Dataset excerpts:
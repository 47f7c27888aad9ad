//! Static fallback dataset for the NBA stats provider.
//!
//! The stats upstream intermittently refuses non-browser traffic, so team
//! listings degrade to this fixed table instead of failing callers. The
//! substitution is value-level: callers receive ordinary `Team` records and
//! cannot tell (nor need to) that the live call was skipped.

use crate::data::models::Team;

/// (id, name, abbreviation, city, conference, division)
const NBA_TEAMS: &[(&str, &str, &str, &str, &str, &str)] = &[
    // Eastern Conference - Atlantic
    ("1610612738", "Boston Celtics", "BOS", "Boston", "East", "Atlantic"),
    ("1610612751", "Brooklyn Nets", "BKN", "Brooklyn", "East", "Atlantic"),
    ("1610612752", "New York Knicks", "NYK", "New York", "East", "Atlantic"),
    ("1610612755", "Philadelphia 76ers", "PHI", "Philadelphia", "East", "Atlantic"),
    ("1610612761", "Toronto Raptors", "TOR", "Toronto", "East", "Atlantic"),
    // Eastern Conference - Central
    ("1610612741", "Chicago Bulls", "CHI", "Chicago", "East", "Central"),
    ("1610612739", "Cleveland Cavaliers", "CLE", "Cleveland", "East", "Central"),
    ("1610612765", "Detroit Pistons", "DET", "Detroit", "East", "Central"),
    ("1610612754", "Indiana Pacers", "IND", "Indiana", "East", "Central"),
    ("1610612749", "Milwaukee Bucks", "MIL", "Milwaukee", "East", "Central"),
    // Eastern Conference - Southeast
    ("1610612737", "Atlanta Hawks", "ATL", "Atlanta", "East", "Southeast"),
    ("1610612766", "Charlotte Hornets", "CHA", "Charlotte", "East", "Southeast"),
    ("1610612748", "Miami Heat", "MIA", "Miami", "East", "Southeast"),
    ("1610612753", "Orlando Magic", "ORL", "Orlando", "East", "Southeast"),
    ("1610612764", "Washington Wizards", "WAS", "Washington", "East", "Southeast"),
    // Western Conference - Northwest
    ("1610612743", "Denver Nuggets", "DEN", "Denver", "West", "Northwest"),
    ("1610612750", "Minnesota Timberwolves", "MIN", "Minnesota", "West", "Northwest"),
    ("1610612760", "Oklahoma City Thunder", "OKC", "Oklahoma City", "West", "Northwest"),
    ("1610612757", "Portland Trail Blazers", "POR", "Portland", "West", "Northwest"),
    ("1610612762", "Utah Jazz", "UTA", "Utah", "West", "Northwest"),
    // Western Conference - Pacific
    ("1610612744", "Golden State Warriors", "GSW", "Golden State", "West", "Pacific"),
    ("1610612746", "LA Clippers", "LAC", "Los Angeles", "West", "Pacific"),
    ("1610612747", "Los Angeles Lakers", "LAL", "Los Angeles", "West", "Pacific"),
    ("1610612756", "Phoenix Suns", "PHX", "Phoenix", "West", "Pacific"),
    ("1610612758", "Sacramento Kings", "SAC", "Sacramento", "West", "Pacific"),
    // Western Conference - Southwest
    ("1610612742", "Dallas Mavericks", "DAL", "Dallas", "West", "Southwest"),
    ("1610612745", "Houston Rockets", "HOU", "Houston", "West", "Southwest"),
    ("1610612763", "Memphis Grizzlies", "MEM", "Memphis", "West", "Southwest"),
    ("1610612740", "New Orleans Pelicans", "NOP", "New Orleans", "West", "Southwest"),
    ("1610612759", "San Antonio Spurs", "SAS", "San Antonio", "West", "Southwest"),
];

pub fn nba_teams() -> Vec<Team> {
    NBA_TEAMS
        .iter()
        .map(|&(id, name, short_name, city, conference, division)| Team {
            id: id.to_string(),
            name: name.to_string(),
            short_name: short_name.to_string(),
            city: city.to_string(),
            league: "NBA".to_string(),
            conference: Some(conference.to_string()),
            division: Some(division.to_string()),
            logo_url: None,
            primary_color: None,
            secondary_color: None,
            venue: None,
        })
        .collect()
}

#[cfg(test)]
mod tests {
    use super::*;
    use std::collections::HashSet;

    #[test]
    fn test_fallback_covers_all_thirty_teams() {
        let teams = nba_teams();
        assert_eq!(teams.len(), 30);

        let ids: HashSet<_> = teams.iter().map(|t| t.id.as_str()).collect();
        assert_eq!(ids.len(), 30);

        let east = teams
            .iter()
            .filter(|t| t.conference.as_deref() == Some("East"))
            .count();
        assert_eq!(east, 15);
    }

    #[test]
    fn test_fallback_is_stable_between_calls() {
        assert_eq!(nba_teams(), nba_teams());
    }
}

What is needed:
What you copy should begin at the line with "Conference - Pacific" and end at the final line of the listing, each line exactly as it is.

Reply:
    // Western Conference - Pacific
    ("1610612744", "Golden State Warriors", "GSW", "Golden State", "West", "Pacific"),
    ("1610612746", "LA Clippers", "LAC", "Los Angeles", "West", "Pacific"),
    ("1610612747", "Los Angeles Lakers", "LAL", "Los Angeles", "West", "Pacific"),
    ("1610612756", "Phoenix Suns", "PHX", "Phoenix", "West", "Pacific"),
    ("1610612758", "Sacramento Kings", "SAC", "Sacramento", "West", "Pacific"),
    // Western Conference - Southwest
    ("1610612742", "Dallas Mavericks", "DAL", "Dallas", "West", "Southwest"),
    ("1610612745", "Houston Rockets", "HOU", "Houston", "West", "Southwest"),
    ("1610612763", "Memphis Grizzlies", "MEM", "Memphis", "West", "Southwest"),
    ("1610612740", "New Orleans Pelicans", "NOP", "New Orleans", "West", "Southwest"),
    ("1610612759", "San Antonio Spurs", "SAS", "San Antonio", "West", "Southwest"),
];

pub fn nba_teams() -> Vec<Team> {
    NBA_TEAMS
        .iter()
        .map(|&(id, name, short_name, city, conference, division)| Team {
            id: id.to_string(),
            name: name.to_string(),
            short_name: short_name.to_string(),
            city: city.to_string(),
            league: "NBA".to_string(),
            conference: Some(conference.to_string()),
            division: Some(division.to_string()),
            logo_url: None,
            primary_color: None,
            secondary_color: None,
            venue: None,
        })
        .collect()
}

#[cfg(test)]
mod tests {
    use super::*;
    use std::collections::HashSet;

    #[test]
    fn test_fallback_covers_all_thirty_teams() {
        let teams = nba_teams();
        assert_eq!(teams.len(), 30);

        let ids: HashSet<_> = teams.iter().map(|t| t.id.as_str()).collect();
        assert_eq!(ids.len(), 30);

        let east = teams
            .iter()
            .filter(|t| t.conference.as_deref() == Some("East"))
            .count();
        assert_eq!(east, 15);
    }

    #[test]
    fn test_fallback_is_stable_between_calls() {
        assert_eq!(nba_teams(), nba_teams());
    }
}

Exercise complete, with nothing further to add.